- DATASET CONTENT:

=======

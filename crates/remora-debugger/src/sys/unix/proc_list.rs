//! Host process listing.
//!
//! Records are copied out of the kernel tables before the query handle
//! is released; nothing borrowed from the kernel survives these calls.

use nix::errno::Errno;
use nix::unistd::Pid;

use crate::{Error, Result};

/// One entry of the host process table.
#[derive(Clone, Debug, PartialEq, Eq)]
pub struct ProcessRecord {
    pub pid: i32,
    pub ppid: i32,
    pub uid: u32,
    /// Command name, copied out of the kernel record.
    pub name: String,
}

/// Lists every process visible to the caller.
pub fn enumerate_processes() -> Result<Vec<ProcessRecord>> {
    imp::enumerate_processes()
}

/// Returns the executable name of the given process.
pub fn process_exe(pid: Pid) -> Result<String> {
    imp::process_exe(pid)
}

/// Returns the parent of the given process.
///
/// A query matching zero records is an OS error, not an empty result.
pub fn parent_pid(pid: Pid) -> Result<Pid> {
    let record = imp::find_process(pid)?.ok_or(Error::Os(Errno::ESRCH))?;

    Ok(Pid::from_raw(record.ppid))
}

#[cfg(target_os = "linux")]
mod imp {
    use std::os::unix::fs::MetadataExt;
    use std::path::Path;

    use nix::errno::Errno;
    use nix::unistd::Pid;

    use super::ProcessRecord;
    use crate::{Error, Result};

    pub fn enumerate_processes() -> Result<Vec<ProcessRecord>> {
        let mut records = Vec::new();

        for entry in std::fs::read_dir("/proc")? {
            let entry = entry?;

            let Some(pid) = entry.file_name().to_str().and_then(|s| s.parse().ok()) else {
                continue;
            };

            // A process may exit between the directory scan and the
            // record read; skip it rather than fail the listing.
            if let Ok(Some(record)) = read_record(pid) {
                records.push(record);
            }
        }

        records.sort_by_key(|r| r.pid);

        Ok(records)
    }

    pub fn find_process(pid: Pid) -> Result<Option<ProcessRecord>> {
        read_record(pid.as_raw())
    }

    pub fn process_exe(pid: Pid) -> Result<String> {
        let link = format!("/proc/{}/exe", pid.as_raw());

        match std::fs::read_link(&link) {
            Ok(path) => Ok(path.to_string_lossy().into_owned()),
            // The link is unreadable for processes we cannot trace;
            // fall back to the command name from the process record.
            Err(_) => find_process(pid)?
                .map(|r| r.name)
                .ok_or(Error::Os(Errno::ESRCH)),
        }
    }

    fn read_record(pid: i32) -> Result<Option<ProcessRecord>> {
        let dir = format!("/proc/{pid}");

        let stat = match std::fs::read_to_string(format!("{dir}/stat")) {
            Ok(stat) => stat,
            Err(e) if e.kind() == std::io::ErrorKind::NotFound => return Ok(None),
            Err(e) => return Err(e.into()),
        };

        // `stat` reads `pid (comm) state ppid …`; the command name may
        // itself contain spaces or parentheses, so split on the last
        // closing parenthesis.
        let (head, tail) = stat.rsplit_once(')').ok_or(Error::Os(Errno::EINVAL))?;
        let name = head
            .split_once('(')
            .map(|(_, comm)| comm.to_owned())
            .ok_or(Error::Os(Errno::EINVAL))?;

        let ppid = tail
            .split_whitespace()
            .nth(1)
            .and_then(|f| f.parse().ok())
            .ok_or(Error::Os(Errno::EINVAL))?;

        let uid = std::fs::metadata(Path::new(&dir))?.uid();

        Ok(Some(ProcessRecord {
            pid,
            ppid,
            uid,
            name,
        }))
    }
}

#[cfg(target_os = "freebsd")]
mod imp {
    use std::ffi::CStr;

    use nix::errno::Errno;
    use nix::libc;
    use nix::unistd::Pid;

    use super::ProcessRecord;
    use crate::{Error, Result};

    pub fn enumerate_processes() -> Result<Vec<ProcessRecord>> {
        let mut records = kinfo_query(&[
            libc::CTL_KERN,
            libc::KERN_PROC,
            libc::KERN_PROC_PROC,
            0,
        ])?
        .iter()
        .map(record_from_kinfo)
        .collect::<Vec<_>>();

        records.sort_by_key(|r| r.pid);

        Ok(records)
    }

    pub fn find_process(pid: Pid) -> Result<Option<ProcessRecord>> {
        let procs = kinfo_query(&[
            libc::CTL_KERN,
            libc::KERN_PROC,
            libc::KERN_PROC_PID,
            pid.as_raw(),
        ])?;

        Ok(procs.first().map(record_from_kinfo))
    }

    pub fn process_exe(pid: Pid) -> Result<String> {
        let mib = [
            libc::CTL_KERN,
            libc::KERN_PROC,
            libc::KERN_PROC_PATHNAME,
            pid.as_raw(),
        ];

        let mut buf = vec![0u8; libc::PATH_MAX as usize];
        let mut len = buf.len();

        let ret = unsafe {
            libc::sysctl(
                mib.as_ptr(),
                mib.len() as libc::c_uint,
                buf.as_mut_ptr().cast(),
                &mut len,
                core::ptr::null(),
                0,
            )
        };

        if ret == -1 {
            return Err(Error::Os(Errno::last()));
        }

        buf.truncate(len.saturating_sub(1));

        Ok(String::from_utf8_lossy(&buf).into_owned())
    }

    fn record_from_kinfo(ki: &libc::kinfo_proc) -> ProcessRecord {
        let name = unsafe { CStr::from_ptr(ki.ki_comm.as_ptr()) }
            .to_string_lossy()
            .into_owned();

        ProcessRecord {
            pid: ki.ki_pid,
            ppid: ki.ki_ppid,
            uid: ki.ki_uid,
            name,
        }
    }

    fn kinfo_query(mib: &[libc::c_int]) -> Result<Vec<libc::kinfo_proc>> {
        let mut len = 0usize;

        let ret = unsafe {
            libc::sysctl(
                mib.as_ptr(),
                mib.len() as libc::c_uint,
                core::ptr::null_mut(),
                &mut len,
                core::ptr::null(),
                0,
            )
        };

        if ret == -1 {
            return Err(Error::Os(Errno::last()));
        }

        let mut procs =
            Vec::<libc::kinfo_proc>::with_capacity(len / core::mem::size_of::<libc::kinfo_proc>());

        let mut byte_len = procs.capacity() * core::mem::size_of::<libc::kinfo_proc>();

        let ret = unsafe {
            libc::sysctl(
                mib.as_ptr(),
                mib.len() as libc::c_uint,
                procs.as_mut_ptr().cast(),
                &mut byte_len,
                core::ptr::null(),
                0,
            )
        };

        if ret == -1 {
            return Err(Error::Os(Errno::last()));
        }

        unsafe { procs.set_len(byte_len / core::mem::size_of::<libc::kinfo_proc>()) };

        Ok(procs)
    }
}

=======

- WHAT IS NEEDED: Recopy the whole listing exactly.

- RESULT:
filename crates/remora-debugger/src/sys/unix/proc_list.rs
//! Host process listing.
//!
//! Records are copied out of the kernel tables before the query handle
//! is released; nothing borrowed from the kernel survives these calls.

use nix::errno::Errno;
use nix::unistd::Pid;

use crate::{Error, Result};

/// One entry of the host process table.
#[derive(Clone, Debug, PartialEq, Eq)]
pub struct ProcessRecord {
    pub pid: i32,
    pub ppid: i32,
    pub uid: u32,
    /// Command name, copied out of the kernel record.
    pub name: String,
}

/// Lists every process visible to the caller.
pub fn enumerate_processes() -> Result<Vec<ProcessRecord>> {
    imp::enumerate_processes()
}

/// Returns the executable name of the given process.
pub fn process_exe(pid: Pid) -> Result<String> {
    imp::process_exe(pid)
}

/// Returns the parent of the given process.
///
/// A query matching zero records is an OS error, not an empty result.
pub fn parent_pid(pid: Pid) -> Result<Pid> {
    let record = imp::find_process(pid)?.ok_or(Error::Os(Errno::ESRCH))?;

    Ok(Pid::from_raw(record.ppid))
}

#[cfg(target_os = "linux")]
mod imp {
    use std::os::unix::fs::MetadataExt;
    use std::path::Path;

    use nix::errno::Errno;
    use nix::unistd::Pid;

    use super::ProcessRecord;
    use crate::{Error, Result};

    pub fn enumerate_processes() -> Result<Vec<ProcessRecord>> {
        let mut records = Vec::new();

        for entry in std::fs::read_dir("/proc")? {
            let entry = entry?;

            let Some(pid) = entry.file_name().to_str().and_then(|s| s.parse().ok()) else {
                continue;
            };

            // A process may exit between the directory scan and the
            // record read; skip it rather than fail the listing.
            if let Ok(Some(record)) = read_record(pid) {
                records.push(record);
            }
        }

        records.sort_by_key(|r| r.pid);

        Ok(records)
    }

    pub fn find_process(pid: Pid) -> Result<Option<ProcessRecord>> {
        read_record(pid.as_raw())
    }

    pub fn process_exe(pid: Pid) -> Result<String> {
        let link = format!("/proc/{}/exe", pid.as_raw());

        match std::fs::read_link(&link) {
            Ok(path) => Ok(path.to_string_lossy().into_owned()),
            // The link is unreadable for processes we cannot trace;
            // fall back to the command name from the process record.
            Err(_) => find_process(pid)?
                .map(|r| r.name)
                .ok_or(Error::Os(Errno::ESRCH)),
        }
    }

    fn read_record(pid: i32) -> Result<Option<ProcessRecord>> {
        let dir = format!("/proc/{pid}");

        let stat = match std::fs::read_to_string(format!("{dir}/stat")) {
            Ok(stat) => stat,
            Err(e) if e.kind() == std::io::ErrorKind::NotFound => return Ok(None),
            Err(e) => return Err(e.into()),
        };

        // `stat` reads `pid (comm) state ppid …`; the command name may
        // itself contain spaces or parentheses, so split on the last
        // closing parenthesis.
        let (head, tail) = stat.rsplit_once(')').ok_or(Error::Os(Errno::EINVAL))?;
        let name = head
            .split_once('(')
            .map(|(_, comm)| comm.to_owned())
            .ok_or(Error::Os(Errno::EINVAL))?;

        let ppid = tail
            .split_whitespace()
            .nth(1)
            .and_then(|f| f.parse().ok())
            .ok_or(Error::Os(Errno::EINVAL))?;

        let uid = std::fs::metadata(Path::new(&dir))?.uid();

        Ok(Some(ProcessRecord {
            pid,
            ppid,
            uid,
            name,
        }))
    }
}

#[cfg(target_os = "freebsd")]
mod imp {
    use std::ffi::CStr;

    use nix::errno::Errno;
    use nix::libc;
    use nix::unistd::Pid;

    use super::ProcessRecord;
    use crate::{Error, Result};

    pub fn enumerate_processes() -> Result<Vec<ProcessRecord>> {
        let mut records = kinfo_query(&[
            libc::CTL_KERN,
            libc::KERN_PROC,
            libc::KERN_PROC_PROC,
            0,
        ])?
        .iter()
        .map(record_from_kinfo)
        .collect::<Vec<_>>();

        records.sort_by_key(|r| r.pid);

        Ok(records)
    }

    pub fn find_process(pid: Pid) -> Result<Option<ProcessRecord>> {
        let procs = kinfo_query(&[
            libc::CTL_KERN,
            libc::KERN_PROC,
            libc::KERN_PROC_PID,
            pid.as_raw(),
        ])?;

        Ok(procs.first().map(record_from_kinfo))
    }

    pub fn process_exe(pid: Pid) -> Result<String> {
        let mib = [
            libc::CTL_KERN,
            libc::KERN_PROC,
            libc::KERN_PROC_PATHNAME,
            pid.as_raw(),
        ];

        let mut buf = vec![0u8; libc::PATH_MAX as usize];
        let mut len = buf.len();

        let ret = unsafe {
            libc::sysctl(
                mib.as_ptr(),
                mib.len() as libc::c_uint,
                buf.as_mut_ptr().cast(),
                &mut len,
                core::ptr::null(),
                0,
            )
        };

        if ret == -1 {
            return Err(Error::Os(Errno::last()));
        }

        buf.truncate(len.saturating_sub(1));

        Ok(String::from_utf8_lossy(&buf).into_owned())
    }

    fn record_from_kinfo(ki: &libc::kinfo_proc) -> ProcessRecord {
        let name = unsafe { CStr::from_ptr(ki.ki_comm.as_ptr()) }
            .to_string_lossy()
            .into_owned();

        ProcessRecord {
            pid: ki.ki_pid,
            ppid: ki.ki_ppid,
            uid: ki.ki_uid,
            name,
        }
    }

    fn kinfo_query(mib: &[libc::c_int]) -> Result<Vec<libc::kinfo_proc>> {
        let mut len = 0usize;

        let ret = unsafe {
            libc::sysctl(
                mib.as_ptr(),
                mib.len() as libc::c_uint,
                core::ptr::null_mut(),
                &mut len,
                core::ptr::null(),
                0,
            )
        };

        if ret == -1 {
            return Err(Error::Os(Errno::last()));
        }

        let mut procs =
            Vec::<libc::kinfo_proc>::with_capacity(len / core::mem::size_of::<libc::kinfo_proc>());

        let mut byte_len = procs.capacity() * core::mem::size_of::<libc::kinfo_proc>();

        let ret = unsafe {
            libc::sysctl(
                mib.as_ptr(),
                mib.len() as libc::c_uint,
                procs.as_mut_ptr().cast(),
                &mut byte_len,
                core::ptr::null(),
                0,
            )
        };

        if ret == -1 {
            return Err(Error::Os(Errno::last()));
        }

        unsafe { procs.set_len(byte_len / core::mem::size_of::<libc::kinfo_proc>()) };

        Ok(procs)
    }
}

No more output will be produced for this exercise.